The conversation about the uneven nature of the shidduch process has drawn sustained and significant feedback. A new batch of letters is featured here
As a bochur who is not yet in shidduchim, I have been reading the recent give-and-take about the shidduch crisis as a somewhat objective observer. Much has been written about the so-called age gap. However, the imbalance seems to be driven by an additional, mostly overlooked factor. Even if the gap were closed, this issue would still not be resolved.
I believe this is because an overwhelming majority of our girls want a top (really top) learning boy — and there are just not enough of them to go around. This arrangement sadly pits them against each other as the commodity.
The cause for this is multipronged. First, it is much more excruciating and challenging to be a long-term learner than it is to want to marry one. Case in point: the next Sunday you have a headache, wake up at eight, daven, and learn till lunch. That’s an off Shabbos. So the natural course is fewer boys taking the alef train until the end of the line.

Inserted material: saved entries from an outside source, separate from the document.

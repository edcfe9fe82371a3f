use crate::error::Result;
use crate::extractor::TableExtractor;
use crate::source::{SpreadsheetId, SpreadsheetSource};
use crate::types::{ContentUpdate, SheetData, SpreadsheetData};
use crate::writer::{check_title, JsonExporter};

/// Reads and updates spreadsheets through an explicitly supplied source
pub struct SheetSession<S: SpreadsheetSource> {
    source: S,
    extractor: TableExtractor,
}

impl<S: SpreadsheetSource> SheetSession<S> {
    pub fn new(source: S) -> Self {
        SheetSession {
            source,
            extractor: TableExtractor::new(),
        }
    }

    pub fn source(&self) -> &S {
        &self.source
    }

    /// Fetch a spreadsheet and extract every sheet, exporting each when an
    /// exporter is given
    ///
    /// Every title is checked before anything is exported. After that the
    /// call stops at the first sheet that fails, and files already exported
    /// for earlier sheets are left in place.
    pub fn read_spreadsheet(
        &self,
        id: &SpreadsheetId,
        exporter: Option<&JsonExporter>,
    ) -> Result<SpreadsheetData> {
        let spreadsheet = self.source.fetch(id)?;
        if exporter.is_some() {
            for sheet in &spreadsheet.sheets {
                check_title(&sheet.title)?;
            }
        }

        let mut data = SpreadsheetData::with_capacity(spreadsheet.sheets.len());
        for sheet in spreadsheet.sheets {
            tracing::debug!(title = %sheet.title, rows = sheet.grid.len(), "extracting sheet");
            let table = self.extractor.extract(&sheet.grid)?;
            if let Some(exporter) = exporter {
                exporter.export(&table, &sheet.title)?;
            }
            data.push(SheetData {
                title: sheet.title,
                table,
            });
        }

        Ok(data)
    }

    /// Apply a single-cell update and synchronize it back to the source
    pub fn update_spreadsheet(&mut self, id: &SpreadsheetId, update: &ContentUpdate) -> Result<()> {
        let mut spreadsheet = self.source.fetch(id)?;
        update.apply(&mut spreadsheet)?;
        self.source.synchronize(&spreadsheet)?;

        tracing::info!(
            spreadsheet = %id,
            sheet = %update.sheet_title,
            row = update.row,
            column = update.column,
            "updated cell"
        );
        Ok(())
    }
}
use std::path::PathBuf;
use thiserror::Error;

/// Errors produced while reshaping, exporting or updating spreadsheet data
#[derive(Debug, Error)]
pub enum SheetError {
    /// A data row is wider than the header row
    #[error("row {row} has a value in column {column}, but the header only names {header_len} fields")]
    FieldIndexOutOfRange {
        row: usize,
        column: usize,
        header_len: usize,
    },

    #[error("failed to write {}", path.display())]
    FileWriteFailure {
        path: PathBuf,
        #[source]
        source: std::io::Error,
    },

    #[error("failed to serialize sheet data")]
    Serialize(#[from] serde_json::Error),

    #[error("could not find sheet by tab name: {0}")]
    SheetNotFound(String),

    #[error("spreadsheet {0} not found")]
    SpreadsheetNotFound(String),

    #[error("not a spreadsheet ID or URL: {0}")]
    InvalidSpreadsheetId(String),

    /// The title cannot be used as a filename component
    #[error("sheet title {0:?} contains a path separator")]
    InvalidSheetTitle(String),

    #[error("failed to access snapshot {}", path.display())]
    SnapshotIo {
        path: PathBuf,
        #[source]
        source: std::io::Error,
    },

    #[error("malformed snapshot {}", path.display())]
    SnapshotFormat {
        path: PathBuf,
        #[source]
        source: serde_json::Error,
    },
}

pub type Result<T, E = SheetError> = std::result::Result<T, E>;
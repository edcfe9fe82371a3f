use crate::error::{Result, SheetError};
use crate::types::Table;
use serde::Serialize;
use serde_json::ser::PrettyFormatter;
use std::fs::OpenOptions;
use std::io::Write;
use std::path::{Path, PathBuf};

/// Configuration for JSON export
#[derive(Debug, Clone)]
pub struct ExportConfig {
    /// Directory the `data-<title>.json` files are written into
    pub output_dir: PathBuf,
}

impl Default for ExportConfig {
    fn default() -> Self {
        ExportConfig {
            output_dir: PathBuf::from("."),
        }
    }
}

/// Writes a sheet's table to `data-<title>.json`
///
/// The title is used verbatim. Callers must make sure it contains no path
/// separators.
#[derive(Debug, Clone, Default)]
pub struct JsonExporter {
    config: ExportConfig,
}

impl JsonExporter {
    pub fn new(config: ExportConfig) -> Self {
        JsonExporter { config }
    }

    pub fn filename(title: &str) -> String {
        format!("data-{}.json", title)
    }

    pub fn path_for(&self, title: &str) -> PathBuf {
        self.config.output_dir.join(Self::filename(title))
    }

    /// Serialize the table and create or overwrite its file
    pub fn export(&self, table: &Table, title: &str) -> Result<PathBuf> {
        let path = self.path_for(title);
        let mut buf = Vec::new();
        write_table(&mut buf, table)?;
        write_file(&path, &buf)?;

        tracing::info!(path = %path.display(), records = table.len(), "exported sheet");
        Ok(path)
    }
}

/// Reject titles that would escape the output directory once used in a filename
pub fn check_title(title: &str) -> Result<()> {
    if title.contains(['/', '\\']) {
        return Err(SheetError::InvalidSheetTitle(title.to_string()));
    }
    Ok(())
}

/// Serialize a table as an array of objects with one-space indentation
pub fn write_table<W: Write>(writer: W, table: &Table) -> Result<()> {
    let mut ser = serde_json::Serializer::with_formatter(writer, PrettyFormatter::with_indent(b" "));
    table.serialize(&mut ser)?;
    Ok(())
}

fn write_file(path: &Path, contents: &[u8]) -> Result<()> {
    let mut options = OpenOptions::new();
    options.write(true).create(true).truncate(true);
    #[cfg(unix)]
    {
        use std::os::unix::fs::OpenOptionsExt;
        options.mode(0o644);
    }

    let failure = |source| SheetError::FileWriteFailure {
        path: path.to_path_buf(),
        source,
    };
    let mut file = options.open(path).map_err(failure)?;
    file.write_all(contents).map_err(failure)?;
    file.flush().map_err(failure)
}
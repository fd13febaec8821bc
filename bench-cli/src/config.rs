//! Configuration loading for sync-bench.
//!
//! An optional TOML file with `[experiment]` and `[network]` sections.
//! Every field has a default, so an empty file (or no file) is valid.
//!
//! ```toml
//! [experiment]
//! run_duration_ms = 60000
//! drain_duration_ms = 15000
//!
//! [network]
//! fetch_loss = 0.05
//! ```

use bench_core::ExperimentConfig;
use bench_engine::NetworkConditions;
use serde::Deserialize;
use std::path::{Path, PathBuf};
use std::time::Duration;

/// Root configuration for sync-bench.
#[derive(Debug, Clone, Default, PartialEq, Deserialize)]
pub struct BenchConfig {
    /// Experiment timing.
    #[serde(default)]
    pub experiment: ExperimentConfig,
    /// Simulated network.
    #[serde(default)]
    pub network: NetworkConfig,
}

/// Simulated network configuration for the in-process engine.
#[derive(Debug, Clone, PartialEq, Deserialize)]
pub struct NetworkConfig {
    /// How often each node compares state vectors (default: 1000ms).
    #[serde(default = "default_sync_interval_ms")]
    pub sync_interval_ms: u64,
    /// Delay of each fetch attempt (default: 20ms).
    #[serde(default = "default_fetch_latency_ms")]
    pub fetch_latency_ms: u64,
    /// Probability that a fetch attempt is lost (default: 0.0).
    #[serde(default)]
    pub fetch_loss: f64,
}

// Default value functions
fn default_sync_interval_ms() -> u64 {
    1000
}

fn default_fetch_latency_ms() -> u64 {
    20
}

impl Default for NetworkConfig {
    fn default() -> Self {
        Self {
            sync_interval_ms: default_sync_interval_ms(),
            fetch_latency_ms: default_fetch_latency_ms(),
            fetch_loss: 0.0,
        }
    }
}

impl NetworkConfig {
    /// Conditions for a `MemoryNetwork`.
    pub fn conditions(&self) -> NetworkConditions {
        NetworkConditions {
            sync_interval: Duration::from_millis(self.sync_interval_ms),
            fetch_latency: Duration::from_millis(self.fetch_latency_ms),
            fetch_loss: self.fetch_loss,
        }
    }
}

impl BenchConfig {
    /// Load configuration from a TOML file.
    ///
    /// # Errors
    ///
    /// Returns an error if the file cannot be read or parsed.
    pub fn from_file(path: &Path) -> Result<Self, ConfigError> {
        let content = std::fs::read_to_string(path).map_err(|e| ConfigError::ReadError {
            path: path.to_path_buf(),
            source: e,
        })?;

        toml::from_str(&content).map_err(|e| ConfigError::ParseError {
            path: path.to_path_buf(),
            source: e,
        })
    }

    /// Load from `path` if given, defaults otherwise.
    pub fn load(path: Option<&Path>) -> Result<Self, ConfigError> {
        match path {
            Some(path) => Self::from_file(path),
            None => Ok(Self::default()),
        }
    }

    /// Check values the harness cannot run with.
    pub fn validate(&self) -> Result<(), ConfigError> {
        self.experiment.validate()?;
        if self.network.sync_interval_ms == 0 {
            return Err(ConfigError::Invalid {
                field: "network.sync_interval_ms",
                reason: "must be greater than zero".into(),
            });
        }
        if !(0.0..=1.0).contains(&self.network.fetch_loss) {
            return Err(ConfigError::Invalid {
                field: "network.fetch_loss",
                reason: format!("{} is not a probability", self.network.fetch_loss),
            });
        }
        Ok(())
    }
}

/// Configuration error types.
#[derive(Debug, thiserror::Error)]
pub enum ConfigError {
    /// Failed to read configuration file.
    #[error("failed to read config file {path}: {source}")]
    ReadError {
        /// Path to the configuration file.
        path: PathBuf,
        /// Underlying I/O error.
        source: std::io::Error,
    },
    /// Failed to parse configuration file.
    #[error("failed to parse config file {path}: {source}")]
    ParseError {
        /// Path to the configuration file.
        path: PathBuf,
        /// Underlying TOML error.
        source: toml::de::Error,
    },
    /// Experiment section rejected.
    #[error(transparent)]
    Experiment(#[from] bench_core::ConfigError),
    /// A value is out of range.
    #[error("invalid {field}: {reason}")]
    Invalid {
        /// Name of the offending field.
        field: &'static str,
        /// Why the value is rejected.
        reason: String,
    },
}

#[cfg(test)]
mod tests {
    use super::*;
    use std::io::Write;
    use tempfile::NamedTempFile;

    fn write_config(content: &str) -> NamedTempFile {
        let mut file = NamedTempFile::new().unwrap();
        file.write_all(content.as_bytes()).unwrap();
        file
    }

    #[test]
    fn empty_file_uses_defaults() {
        let file = write_config("");
        let config = BenchConfig::from_file(file.path()).unwrap();
        assert_eq!(config, BenchConfig::default());
        assert_eq!(config.experiment.run_duration_ms, 120_000);
        assert_eq!(config.network.fetch_latency_ms, 20);
    }

    #[test]
    fn partial_sections_keep_other_defaults() {
        let file = write_config(
            r#"
[experiment]
run_duration_ms = 60000
seed = 9

[network]
fetch_loss = 0.25
"#,
        );
        let config = BenchConfig::from_file(file.path()).unwrap();
        assert_eq!(config.experiment.run_duration_ms, 60_000);
        assert_eq!(config.experiment.drain_duration_ms, 30_000);
        assert_eq!(config.experiment.seed, Some(9));
        assert_eq!(config.network.fetch_loss, 0.25);
        assert_eq!(config.network.sync_interval_ms, 1000);
        assert!(config.validate().is_ok());
    }

    #[test]
    fn missing_file_is_read_error() {
        let err = BenchConfig::from_file(Path::new("/nonexistent/bench.toml")).unwrap_err();
        assert!(matches!(err, ConfigError::ReadError { .. }));
    }

    #[test]
    fn bad_toml_is_parse_error() {
        let file = write_config("[experiment\nrun_duration_ms = ");
        let err = BenchConfig::from_file(file.path()).unwrap_err();
        assert!(matches!(err, ConfigError::ParseError { .. }));
    }

    #[test]
    fn loss_outside_unit_interval_is_invalid() {
        let mut config = BenchConfig::default();
        config.network.fetch_loss = 1.5;
        assert!(matches!(
            config.validate(),
            Err(ConfigError::Invalid {
                field: "network.fetch_loss",
                ..
            })
        ));
    }

    #[test]
    fn zero_fetch_attempts_is_rejected() {
        let mut config = BenchConfig::default();
        config.experiment.fetch_attempts = 0;
        assert!(matches!(config.validate(), Err(ConfigError::Experiment(_))));
    }
}
//! Error types for sync-bench shared types.

use thiserror::Error;

/// Errors produced while building or parsing shared types.
#[derive(Debug, Error, PartialEq, Eq)]
pub enum TypeError {
    /// Node identity is empty or contains the record separator or a quote
    #[error("invalid node identity {0:?}")]
    InvalidIdentity(String),

    /// Log line does not start with a known event tag
    #[error("unknown event tag: {0}")]
    UnknownTag(String),

    /// Event record is missing a field
    #[error("malformed {tag} record: {line}")]
    MalformedRecord {
        /// Tag of the record being parsed.
        tag: &'static str,
        /// The offending line.
        line: String,
    },

    /// Sequence number field is not an unsigned integer
    #[error("invalid sequence number: {0}")]
    InvalidSeqNo(String),
}

#[cfg(test)]
mod tests {
    use super::*;

    #[test]
    fn error_display() {
        let err = TypeError::UnknownTag("SEND_SYNC_INT".into());
        assert_eq!(err.to_string(), "unknown event tag: SEND_SYNC_INT");
    }

    #[test]
    fn error_is_send_sync() {
        fn assert_send_sync<T: Send + Sync>() {}
        assert_send_sync::<TypeError>();
    }
}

Second, if a guy from a weaker background ups his game later in life, “flips out,” and becomes a long-term learner, few self-respecting, aspiring girls would consider the prospect of dating him. Yet at the same time, many girls start to spiritually blossom in seminary, and this is where they first begin to dream of a husband who toils in Torah. And yet after they are woke, they turn up their noses at the guys who trod the very same path they took. Go figure.